Two UK scientists have developed a simple rule that can predict the end of ice ages and the beginning of the warmer interglacial periods over the past million years.
The rule doesn't rely on knowing climate or atmospheric data, but instead uses a simple measure of the sun's radiation in summer at a latitude of 65° north, around the north of Sweden, and the time since the end of the last ice age.
The pacing of the expansion and contraction of Northern Hemisphere ice sheets is driven by small changes in the Earth's orbit and the tilt of the Earth on its axis. Between 2.6 million and 1 million years ago, these changes led to the onset of interglacial periods about every 41,000 years.
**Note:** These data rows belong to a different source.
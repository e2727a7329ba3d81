//! Design-by-contract enforcement
//!
//! This crate runs precondition, postcondition and invariant checks against
//! a [`TestContext`](covenant_core::TestContext), delegating truth to an
//! [`ExpressionInterpreter`](covenant_interpreter::ExpressionInterpreter)
//! and turning failures into reports or [`ContractViolation`]s.

pub mod api;
pub mod config;
pub mod configurator;
pub mod contract;
pub mod enforcer;
pub mod errors;
pub mod properties;
pub mod registry;
pub mod reporter;

pub use api::CheckSite;
pub use config::{script_interpreter_factory, Configuration, FailureHandling, InterpreterFactory};
pub use configurator::{ConfigError, Configured, OutputTarget, PropertiesConfigurator, PropertyKey, PROPERTY_PREFIX};
pub use contract::{CheckKind, CheckState, CheckSwitches};
pub use enforcer::ContractEnforcer;
pub use errors::{ContractError, ContractResult, ContractViolation};
pub use properties::PropertySource;
pub use registry::ComponentRegistry;
pub use reporter::{
    RecordingReporter, ReportEntry, Reporter, Severity, SharedText, TracingReporter, WriterReporter,
};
However, over the past 1 million years, interglacials have occurred less frequently, approximately every 100,000 years. Although previous models have been able to reproduce this pattern, many require knowledge of numerous inputs, such as carbon dioxide concentrations, and none has been able to fully account for the pattern and timing of interglacials over the past million years.
Chronis Tzedakis developed a statistical model that uses only the mean daily exposure to solar radiation in the summer half of the year at 65° N latitude and the time since the previous deglaciation to accurately predict each complete deglaciation of the past million years.
Stephen Meyers confirmed a theory that the Earth's orbital variations are chaotic, suggesting that the timing of interglacials prior to about 50 million years ago is probably unpredictable, unless firm chronological tie-points can be found.
Studying an ancient geological formation in present-day Colorado, the he found such a tie-point and conclude that a shift in the interactions between the orbits of the Earth and Mars occurred 85–87 million years ago. This finding could help to constrain reconstructions of the link between climate and astronomical factors throughout the Earth's distant past.